Spray Systems IVEK’s spray units offer many of the smallest and most reliable droplet distributions accessible, masking the widest viscosity ranges during the market. Presents a regular and precise coating.
When developing a sterile products, individuals typically never fully grasp what’s necessary to manufacture the item. Does the molecule need aseptic filling, or can or not it's terminally sterilized? Is the appliance certainly a sterile plan and how do they locate the best CDMO to manufacture their product or service securely and efficiently?
The Biowelder® TC is an automated device for connecting thermoplastic tubing within a sterile welding operation.
The significant space is defined as The situation through which the sterilized drug solution, containers, and closures are subjected to environmental problems that must retain the item's sterility.

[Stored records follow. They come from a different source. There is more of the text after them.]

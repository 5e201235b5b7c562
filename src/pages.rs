//! Page generation modules for different view types
//!
//! Each page module renders one kind of [`crate::viewer::Page`] using the
//! shared components from the components module.

pub mod document;
pub mod error;
pub mod landing;
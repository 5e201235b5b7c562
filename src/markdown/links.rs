//! Link resolution for references between documents of one source.

use crate::path::{DEFAULT_DOC, MARKDOWN_SUFFIX};

/// Resolves relative links found in a document to document paths.
///
/// Transforms links relative to the displayed document (./setup.md,
/// ../intro) into suffix-free document paths inside the same source
/// (guide/setup, intro). Fragment, absolute and root-relative links are
/// left for other rules and returned unchanged.
#[derive(Debug, Clone)]
pub struct LinkResolver {
    current_path: String,
}

impl LinkResolver {
    /// Creates link resolver for the document displayed at `current_path`.
    ///
    /// # Arguments
    ///
    /// * `current_path`: Document path of the displayed document (no `.md`)
    pub fn new(current_path: impl Into<String>) -> Self {
        Self {
            current_path: current_path.into(),
        }
    }

    /// Document path the resolver resolves against.
    pub fn current_path(&self) -> &str {
        &self.current_path
    }

    /// Resolves link to a document path.
    ///
    /// Handles different link types:
    /// - Empty links and fragments (#section) remain unchanged
    /// - Scheme links (http://, https://) remain unchanged
    /// - Root-relative links (/other) remain unchanged
    /// - Sibling paths (./file.md, file.md) resolve next to current document
    /// - Parent paths (../file.md) resolve relative to current document;
    ///   climbing above the source root stops at the root
    ///
    /// # Arguments
    ///
    /// * `href`: Link href from rendered document
    ///
    /// # Returns
    ///
    /// Resolved document path without `.md` suffix, or `href` unchanged
    pub fn resolve(&self, href: &str) -> String {
        if !is_relative(href) {
            return href.to_string();
        }

        // Directory of current document: drop final segment
        let current_dir = match self.current_path.rfind('/') {
            Some(pos) => &self.current_path[..pos],
            None => "",
        };

        let joined = format!("{}/{}", current_dir, href);
        let normalized = normalize_segments(&joined).join("/");
        let resolved = strip_markdown_suffix(&normalized);

        if resolved.is_empty() {
            DEFAULT_DOC.to_string()
        } else {
            resolved.to_string()
        }
    }
}

/// Resolves `href` against the document at `current_path`.
///
/// Shorthand for [`LinkResolver::resolve`].
pub fn resolve_relative(current_path: &str, href: &str) -> String {
    LinkResolver::new(current_path).resolve(href)
}

/// Whether href is eligible for relative resolution.
fn is_relative(href: &str) -> bool {
    !(href.is_empty() || href.starts_with('#') || href.starts_with("http") || href.starts_with('/'))
}

/// Applies `.` and `..` segments.
///
/// A `..` with nothing left to remove is ignored instead of escaping the
/// source root.
fn normalize_segments(path: &str) -> Vec<&str> {
    let mut segments = Vec::new();

    for segment in path.split('/').filter(|s| !s.is_empty()) {
        match segment {
            ".." => {
                segments.pop();
            }
            "." => {}
            _ => segments.push(segment),
        }
    }

    segments
}

fn strip_markdown_suffix(path: &str) -> &str {
    let split = path.len().saturating_sub(MARKDOWN_SUFFIX.len());
    match (path.get(..split), path.get(split..)) {
        (Some(stem), Some(suffix)) if suffix.eq_ignore_ascii_case(MARKDOWN_SUFFIX) => stem,
        _ => path,
    }
}
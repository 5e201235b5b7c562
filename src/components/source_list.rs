//! Registered source listing component

use maud::{Markup, html};

use super::nav::internal_href;
use crate::registry::Source;
use crate::route;

/// Renders the list of registered sources
///
/// Each entry links to the source's root document and shows the backing
/// `owner/repo` next to the name.
///
/// # Arguments
///
/// * `sources`: Registered sources in registry order
///
/// # Returns
///
/// Source list markup, or an empty state hint when nothing is registered
pub fn source_list(sources: &[Source]) -> Markup {
    html! {
        @if sources.is_empty() {
            p class="empty-state" {
                "No sources yet. Add a GitHub repo with "
                code { "docsview sources add" }
                ". You can only add repos you have access to (public, or private with a token)."
            }
        } @else {
            p { "Your sources:" }
            ul class="source-list" {
                @for source in sources {
                    @let address = route::source_root_address(&source.id);
                    li {
                        a href=(internal_href(&address)) data-nav=(address) { (source.name) }
                        " "
                        span class="status" { "(" (source.repository()) ")" }
                    }
                }
            }
        }
    }
}
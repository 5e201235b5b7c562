use anyhow::{Context, Result};
use docsview::registry::SourceRegistry;
use docsview::{
    AddSource, Command, Config, DocumentFetcher, GitHubFetcher, JsonFileRegistry, LinkTarget,
    NavigationState, Page, SourcesCommand, Viewer, register,
};
use std::fs;
use std::io::{self, BufRead, Write};
use std::path::Path;
use tracing_subscriber::EnvFilter;

/// Input accepted at the browse prompt.
#[derive(Debug, Clone, PartialEq, Eq)]
enum BrowseInput {
    /// Navigate to an address.
    Navigate(String),
    /// Re-request the current address.
    Reload,
    Quit,
    /// Nothing entered.
    Empty,
    /// Input that is neither a link number, an address nor a command.
    Unknown(String),
}

/// Interprets one line typed at the browse prompt.
///
/// Numbers select the matching entry of `links` (1-based); anything
/// starting with `/` or `#` is taken as an address.
fn parse_input(input: &str, links: &[LinkTarget]) -> BrowseInput {
    let input = input.trim();

    match input {
        "" => BrowseInput::Empty,
        "q" | "quit" | "exit" => BrowseInput::Quit,
        "r" | "reload" => BrowseInput::Reload,
        "h" | "home" => BrowseInput::Navigate("/".to_string()),
        _ if input.starts_with('/') || input.starts_with('#') => {
            BrowseInput::Navigate(input.to_string())
        }
        _ => match input.parse::<usize>() {
            Ok(n) if (1..=links.len()).contains(&n) => {
                BrowseInput::Navigate(links[n - 1].address.clone())
            }
            _ => BrowseInput::Unknown(input.to_string()),
        },
    }
}

/// Prints terminal outline of a page with numbered links.
fn print_page(address: &str, page: &Page, links: &[LinkTarget]) {
    println!();
    println!("== {}", address);

    match page {
        Page::Landing { sources } => {
            if sources.is_empty() {
                println!("No sources yet. Add one with: docsview sources add --url <repo url>");
            }
        }
        Page::Document(document) => {
            println!("{} ({})", document.source.name, document.doc_path);
            for block in &document.blocks {
                if let Some(heading) = block.heading_text() {
                    let indent = "  ".repeat(usize::from(block.display_level()) - 1);
                    println!("{}# {}", indent, heading);
                }
            }
        }
        Page::Error(err) => println!("Error: {}", err),
    }

    if !links.is_empty() {
        println!();
        for (i, link) in links.iter().enumerate() {
            println!("[{}] {} -> {}", i + 1, link.text, link.address);
        }
    }
}

/// Writes page HTML to `output`.
fn write_page(page: &Page, output: &Path) -> Result<()> {
    fs::write(output, page.to_markup().into_string())
        .with_context(|| format!("Failed to write page: {}", output.display()))?;
    println!("Generated: {}", output.display());
    Ok(())
}

/// Loads, writes and prints the page for an address.
fn show<R: SourceRegistry, F: DocumentFetcher>(
    viewer: &Viewer<R, F>,
    address: &str,
    output: &Path,
) -> Result<Page> {
    let page = viewer.open(address);
    write_page(&page, output)?;
    print_page(address, &page, &page.links());
    Ok(page)
}

fn open_page<R: SourceRegistry, F: DocumentFetcher>(
    viewer: &Viewer<R, F>,
    address: &str,
    output: &Path,
    launch: bool,
) -> Result<()> {
    let page = viewer.open(address);
    write_page(&page, output)?;

    if launch {
        open::that(output)
            .with_context(|| format!("Failed to open page: {}", output.display()))?;
    }

    Ok(())
}

fn browse<R: SourceRegistry, F: DocumentFetcher>(
    viewer: &Viewer<R, F>,
    address: &str,
    output: &Path,
) -> Result<()> {
    let stdin = io::stdin();
    let mut nav = NavigationState::new(address);
    let mut page = show(viewer, nav.current(), output)?;

    loop {
        print!("> ");
        io::stdout().flush().context("Failed to flush prompt")?;

        let mut line = String::new();
        let read = stdin
            .lock()
            .read_line(&mut line)
            .context("Failed to read input")?;
        if read == 0 {
            break;
        }

        match parse_input(&line, &page.links()) {
            BrowseInput::Quit => break,
            BrowseInput::Empty => continue,
            BrowseInput::Reload => {
                let current = nav.current().to_string();
                nav.navigate(current);
            }
            BrowseInput::Navigate(target) => nav.navigate(target),
            BrowseInput::Unknown(input) => {
                println!("Unknown input '{}': enter a link number, an address, home, r or q", input);
                continue;
            }
        }

        if let Some(current) = nav.settle() {
            page = show(viewer, current, output)?;
        }
    }

    Ok(())
}

fn list_sources(registry: &JsonFileRegistry) {
    let sources = registry.list_or_empty();
    if sources.is_empty() {
        println!("No sources registered in {}", registry.path().display());
        return;
    }

    for source in sources {
        let location = if source.subdir.is_empty() {
            source.repository()
        } else {
            format!("{}/{}", source.repository(), source.subdir)
        };
        println!("{}\t{}\t{}@{}", source.id, source.name, location, source.git_ref);
    }
}

fn add_source(registry: &JsonFileRegistry, args: &AddSource) -> Result<()> {
    let source = register(registry, &args.to_form()).context("Failed to add source")?;
    println!("Added source '{}' ({})", source.id, source.repository());
    println!("Open it with: docsview open /s/{}/", source.id);
    Ok(())
}

/// Builds the log filter.
///
/// --verbose enables INFO level, otherwise RUST_LOG applies when it parses
/// and WARN is the default.
fn log_filter(verbose: bool, rust_log: Option<&str>) -> EnvFilter {
    if verbose {
        return EnvFilter::new("info");
    }

    rust_log
        .and_then(|directives| EnvFilter::try_new(directives).ok())
        .unwrap_or_else(|| EnvFilter::new("warn"))
}

fn main() -> Result<()> {
    let config = Config::parse();

    let rust_log = std::env::var(EnvFilter::DEFAULT_ENV).ok();
    tracing_subscriber::fmt()
        .with_env_filter(log_filter(config.verbose, rust_log.as_deref()))
        .with_writer(io::stderr)
        .init();

    config.validate()?;

    let registry = JsonFileRegistry::new(&config.registry);

    match &config.command {
        Command::Open {
            address,
            output,
            launch,
        } => {
            let viewer = Viewer::new(registry, GitHubFetcher::new(&config.api_url, config.timeout()));
            open_page(&viewer, address, output, *launch)
        }
        Command::Browse { address, output } => {
            let viewer = Viewer::new(registry, GitHubFetcher::new(&config.api_url, config.timeout()));
            browse(&viewer, address, output)
        }
        Command::Sources(SourcesCommand::List) => {
            list_sources(&registry);
            Ok(())
        }
        Command::Sources(SourcesCommand::Add(args)) => add_source(&registry, args),
    }
}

But the literature lacks sufficient cases from the implementation of QRM inside the manufacturing stage of sterile products and solutions plus the involved pitfalls of this step.
The chance evaluation method is made get more info up of a few actions. In step one, a listing of probable dangers relevant to the target procedure is ready for hazards to generally be identified, accompanied by risk analysis to higher fully grasp the here threats. The attainable harms with the threats might be measured, regardless of whether qualitatively or quantitatively or at the same time.
The combination of lessened product losses and labour discounts contributes towards the economic viability of pharmaceutical manufacturing. With Improved Value-success, companies can allocate assets strategically, put money into investigate and growth, and deliver impressive products to the marketplace.
A comprehensive portfolio of standard and custom made tube sets for transfer, distribution or filling of in-approach fluids.
Collection of nutrient medium ought to be built depending on dosage sort of the merchandise and selectivity, clarity, focus and suitability for sterilization of nutrient medium.